En matière de succession, bien souvent, l’appétit financier des héritiers se manifeste par des querelles relatives au fait que l’un des héritiers est davantage gratifié que les autres.
La Cour de Cassation, Chambre Criminelle (n° 18-87082), a rendu le 27 novembre 2019 un Arrêt très intéressant.
En l’espèce, une vieille dame rédige un testament.
Elle est mère de deux enfants, une fille et un garçon.
Le testament est un acte effectué ou non devant un Notaire par lequel son rédacteur, le testateur, répartit son patrimoine (biens et droits) entre différents bénéficiaires.
Le testament prend effet au décès du testateur, qui peut le modifier à tout moment via un testament postérieur.
Pour prendre effet, le testament doit avoir été rédigé dans les conditions prévues par la Loi.
Aux termes de ce testament, la vieille dame décide de gratifier davantage son fils par rapport à sa fille.
Fait important, au moment de la rédaction du testament, la vieille dame était placée sous curatelle.
La vieille dame décède.
Lors des opérations de liquidation de la succession, la fille prend connaissance du testament de sa mère et découvre avec stupeur que cette dernière a attribué à son frère un certain nombre de biens.
La fille de la défunte décide de porter plainte pour abus de faiblesse contre son frère.
Une instruction judiciaire est ouverte.
Le Juge d’Instruction rend une Ordonnance de Non-Lieu.
Cela signifie que le frère n’est pas poursuivi devant une juridiction pénale.
La sœur interjette appel de l’Ordonnance de Non-Lieu.
La Chambre de l’Instruction (Cour d’Appel) donne raison une fois de plus au frère.
La sœur décide d’aller jusqu’au bout du processus judiciaire et inscrit un Pourvoi en Cassation.
Là encore, la sœur n’obtiendra pas gain de cause.
L’Arrêt de la Chambre Criminelle de la Cour de Cassation du 27 novembre 2019 (n° 18-87082) apporte des précisions très importantes.
De prime abord on pourrait se dire que la vieille dame étant placée sous curatelle au moment de la rédaction du testament, elle était nécessairement une personne faible, vulnérable et qu’il y avait une altération de son discernement.
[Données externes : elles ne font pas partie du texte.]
//! Rendering predicate trees as filter text.
//!
//! A single visitor walks the tree and handles bracketing and the `and`/`or` simplifications,
//! while a [`Dialect`] supplies the tokens, literal formats and function forms of one target
//! language.

mod odata;
mod sql92;

pub use odata::*;
pub use sql92::*;

use crate::ast::{BinaryOperator, Predicate, UnaryOperator};
use crate::error::SerializeError;
use crate::functions::Function;
use crate::schema::PropertyPath;
use crate::value::{Value, format_round_trip};

/// The text forms of one filter language.
pub trait Dialect {
    /// Keyword for a logical operator, or `not`.
    fn keyword(&self, op: LogicalKeyword) -> &'static str;

    /// Infix token for a comparison operator.
    fn comparison(&self, op: BinaryOperator) -> &'static str;

    /// Renders an arithmetic operation over already rendered operands.
    fn arithmetic(&self, op: BinaryOperator, left: &str, right: &str) -> String;

    fn literal(&self, value: &Value) -> Result<String, SerializeError>;

    fn property(&self, path: &PropertyPath) -> Result<String, SerializeError>;

    /// Renders a filter that is nothing but a boolean property.
    fn standalone_property(&self, rendered: String) -> String {
        rendered
    }

    /// Renders a function call over already rendered arguments.
    ///
    /// `in_comparison` is set when the call is directly an operand of a comparison or arithmetic
    /// operator.
    fn call(
        &self,
        function: Function,
        args: &[String],
        in_comparison: bool,
    ) -> Result<String, SerializeError>;

    /// Renders `call eq <bool>` for a string match in one piece, when the dialect has such a
    /// form. `matches` is whether the comparison holds when the string matches.
    fn string_match_comparison(
        &self,
        _function: Function,
        _args: &[String],
        _matches: bool,
    ) -> Option<Result<String, SerializeError>> {
        None
    }
}

/// The logical keywords a dialect spells.
#[derive(Debug, Clone, Copy, PartialEq, Eq)]
pub enum LogicalKeyword {
    And,
    Or,
    Not,
}

/// Serializes a predicate with the given dialect.
pub fn serialize<D: Dialect + ?Sized>(
    dialect: &D,
    predicate: &Predicate,
) -> Result<String, SerializeError> {
    let visitor = Visitor { dialect };
    match predicate {
        Predicate::Property { path, .. } => {
            Ok(dialect.standalone_property(dialect.property(path)?))
        }
        node => visitor.visit(node, false, false),
    }
}

struct Visitor<'d, D: ?Sized> {
    dialect: &'d D,
}

impl<D: Dialect + ?Sized> Visitor<'_, D> {
    fn visit(
        &self,
        node: &Predicate,
        in_comparison: bool,
        bracket: bool,
    ) -> Result<String, SerializeError> {
        match node {
            Predicate::Property { path, .. } => self.dialect.property(path),
            Predicate::Constant { value, .. } => self.dialect.literal(value),
            Predicate::Unary {
                op: UnaryOperator::Not,
                operand,
            } => {
                let operand = self.visit(operand, false, false)?;
                Ok(wrap(
                    format!("{} ({operand})", self.dialect.keyword(LogicalKeyword::Not)),
                    bracket,
                ))
            }
            Predicate::Binary {
                op, left, right, ..
            } if op.is_logical() => self.logical(*op, left, right, bracket),
            Predicate::Binary {
                op, left, right, ..
            } if op.is_comparison() => self.comparison(*op, left, right, bracket),
            Predicate::Binary {
                op, left, right, ..
            } => {
                let left = self.operand(left)?;
                let right = self.operand(right)?;
                Ok(wrap(self.dialect.arithmetic(*op, &left, &right), bracket))
            }
            Predicate::Call { function, args, .. } => {
                let args = self.operands(args)?;
                self.dialect.call(*function, &args, in_comparison)
            }
            Predicate::Constructor { constructor, .. } => Err(SerializeError::UnsupportedNode(
                format!("constructor for {}", constructor.type_name()),
            )),
        }
    }

    /// Renders an operand bare when it is a property or literal and bracketed otherwise.
    fn operand(&self, node: &Predicate) -> Result<String, SerializeError> {
        self.visit(node, true, !node.is_member_or_literal())
    }

    fn operands(&self, nodes: &[Predicate]) -> Result<Vec<String>, SerializeError> {
        nodes.iter().map(|node| self.operand(node)).collect()
    }

    fn logical(
        &self,
        op: BinaryOperator,
        left: &Predicate,
        right: &Predicate,
        bracket: bool,
    ) -> Result<String, SerializeError> {
        let rendered_left = self.visit(left, false, false)?;
        let rendered_right = self.visit(right, false, false)?;
        if op == BinaryOperator::And {
            if left.as_bool_literal() == Some(false) || right.as_bool_literal() == Some(false) {
                return Ok(String::new());
            }
            if left.as_bool_literal() == Some(true) {
                return Ok(rendered_right);
            }
            if right.as_bool_literal() == Some(true) {
                return Ok(rendered_left);
            }
        }
        if rendered_left.trim().is_empty() {
            return Ok(rendered_right);
        }
        if rendered_right.trim().is_empty() {
            return Ok(rendered_left);
        }
        let keyword = match op {
            BinaryOperator::And => self.dialect.keyword(LogicalKeyword::And),
            _ => self.dialect.keyword(LogicalKeyword::Or),
        };
        Ok(wrap(
            format!("({rendered_left}) {keyword} ({rendered_right})"),
            bracket,
        ))
    }

    fn comparison(
        &self,
        op: BinaryOperator,
        left: &Predicate,
        right: &Predicate,
        bracket: bool,
    ) -> Result<String, SerializeError> {
        if matches!(op, BinaryOperator::Eq | BinaryOperator::Ne)
            && let Some((function, args, literal)) = string_match_against_literal(left, right)
        {
            let matches = literal == (op == BinaryOperator::Eq);
            let args = self.operands(args)?;
            if let Some(rendered) = self.dialect.string_match_comparison(function, &args, matches)
            {
                return rendered.map(|text| wrap(text, bracket));
            }
        }
        let left = self.operand(left)?;
        let right = self.operand(right)?;
        Ok(wrap(
            format!("{left} {} {right}", self.dialect.comparison(op)),
            bracket,
        ))
    }
}

/// Matches `call eq true` or `false eq call` where the call is a string match.
fn string_match_against_literal<'a>(
    left: &'a Predicate,
    right: &'a Predicate,
) -> Option<(Function, &'a [Predicate], bool)> {
    let as_match = |node: &'a Predicate| match node {
        Predicate::Call { function, args, .. } if function.is_string_match() => {
            Some((*function, args.as_slice()))
        }
        _ => None,
    };
    if let (Some((function, args)), Some(literal)) = (as_match(left), right.as_bool_literal()) {
        return Some((function, args, literal));
    }
    let (function, args) = as_match(right)?;
    Some((function, args, left.as_bool_literal()?))
}

fn wrap(text: String, bracket: bool) -> String {
    if bracket { format!("({text})") } else { text }
}

/// Formats a literal the way both dialects share, given the dialect's boolean spellings.
pub(crate) fn format_literal(
    value: &Value,
    booleans: (&str, &str),
) -> Result<String, SerializeError> {
    let text = match value {
        Value::Null => "null".to_string(),
        Value::Boolean(true) => booleans.0.to_string(),
        Value::Boolean(false) => booleans.1.to_string(),
        Value::String(text) => format!("'{text}'"),
        Value::Int32(number) => number.to_string(),
        Value::Int64(number) => number.to_string(),
        Value::Double(number) => number.to_string(),
        Value::Decimal(number) => number.to_string(),
        Value::DateTime(datetime) => format!("datetime'{}'", format_round_trip(datetime)),
        Value::Guid(guid) => format!("guid'{guid}'"),
        Value::Enum(value) => format!("'{value}'"),
        Value::Object(_) => return Err(SerializeError::UnsupportedLiteral("object".to_string())),
    };
    Ok(text)
}

/// Splits string match arguments into `(haystack, needle)`.
pub(crate) fn haystack_and_needle(function: Function, args: &[String]) -> Option<(&str, &str)> {
    match (function, args) {
        (Function::SubstringOf, [needle, haystack]) => Some((haystack.as_str(), needle.as_str())),
        (Function::EndsWith | Function::StartsWith, [haystack, needle]) => {
            Some((haystack.as_str(), needle.as_str()))
        }
        _ => None,
    }
}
Ce n’est pas l’avis de la Chambre Criminelle.
En effet, il ne suffit pas de constater la faiblesse d’une personne en raison de sa vulnérabilité, de son âge ou d’une déficience physique ou psychique pour caractériser l’abus de faiblesse.
La déficience physique ou psychique doit entraîner l’altération du discernement du majeur et l’empêcher d’exprimer sa volonté librement et clairement.
EN CONCLUSION :
La mise en place d’une mesure de protection ne permet pas à elle seule d’en conclure que le majeur présente nécessairement une altération du discernement et donc l’existence de l’abus de faiblesse.
Ainsi, quand bien même le testateur est placé sous une mesure de protection, cela ne signifie pas nécessairement une absence de discernement et donc un abus de faiblesse.
Il convient donc de bien dissocier l’altération du discernement et l’abus de faiblesse à l’encontre du majeur protégé.